━━ PROVIDED DATA ━━

//! Prometheus metrics for menu-service.

use metrics::counter;
use metrics_exporter_prometheus::{PrometheusBuilder, PrometheusHandle};
use service_core::error::AppError;
use std::sync::OnceLock;

pub static METRICS_HANDLE: OnceLock<PrometheusHandle> = OnceLock::new();

/// Install the global Prometheus recorder. Call once, before serving.
pub fn init_metrics() -> Result<(), AppError> {
    let handle = PrometheusBuilder::new().install_recorder().map_err(|e| {
        AppError::InternalError(anyhow::anyhow!("Failed to install Prometheus recorder: {}", e))
    })?;

    METRICS_HANDLE
        .set(handle)
        .map_err(|_| AppError::InternalError(anyhow::anyhow!("Metrics already initialized")))
}

/// Render all metrics in Prometheus text format. Empty until [`init_metrics`] ran.
pub fn get_metrics() -> String {
    METRICS_HANDLE
        .get()
        .map(|handle| handle.render())
        .unwrap_or_default()
}

/// Count one menu item operation by its outcome (`ok`, `not_found`, `rejected`, `error`).
pub fn record_menu_operation(operation: &'static str, outcome: &'static str) {
    counter!(
        "menu_item_operations_total",
        "operation" => operation,
        "outcome" => outcome
    )
    .increment(1);
}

━━━

WHAT IS EXPECTED ::
Give the data again exactly, line for line.

EXERCISE OUTPUT ::
//! Prometheus metrics for menu-service.

use metrics::counter;
use metrics_exporter_prometheus::{PrometheusBuilder, PrometheusHandle};
use service_core::error::AppError;
use std::sync::OnceLock;

pub static METRICS_HANDLE: OnceLock<PrometheusHandle> = OnceLock::new();

/// Install the global Prometheus recorder. Call once, before serving.
pub fn init_metrics() -> Result<(), AppError> {
    let handle = PrometheusBuilder::new().install_recorder().map_err(|e| {
        AppError::InternalError(anyhow::anyhow!("Failed to install Prometheus recorder: {}", e))
    })?;

    METRICS_HANDLE
        .set(handle)
        .map_err(|_| AppError::InternalError(anyhow::anyhow!("Metrics already initialized")))
}

/// Render all metrics in Prometheus text format. Empty until [`init_metrics`] ran.
pub fn get_metrics() -> String {
    METRICS_HANDLE
        .get()
        .map(|handle| handle.render())
        .unwrap_or_default()
}

/// Count one menu item operation by its outcome (`ok`, `not_found`, `rejected`, `error`).
pub fn record_menu_operation(operation: &'static str, outcome: &'static str) {
    counter!(
        "menu_item_operations_total",
        "operation" => operation,
        "outcome" => outcome
    )
    .increment(1);
}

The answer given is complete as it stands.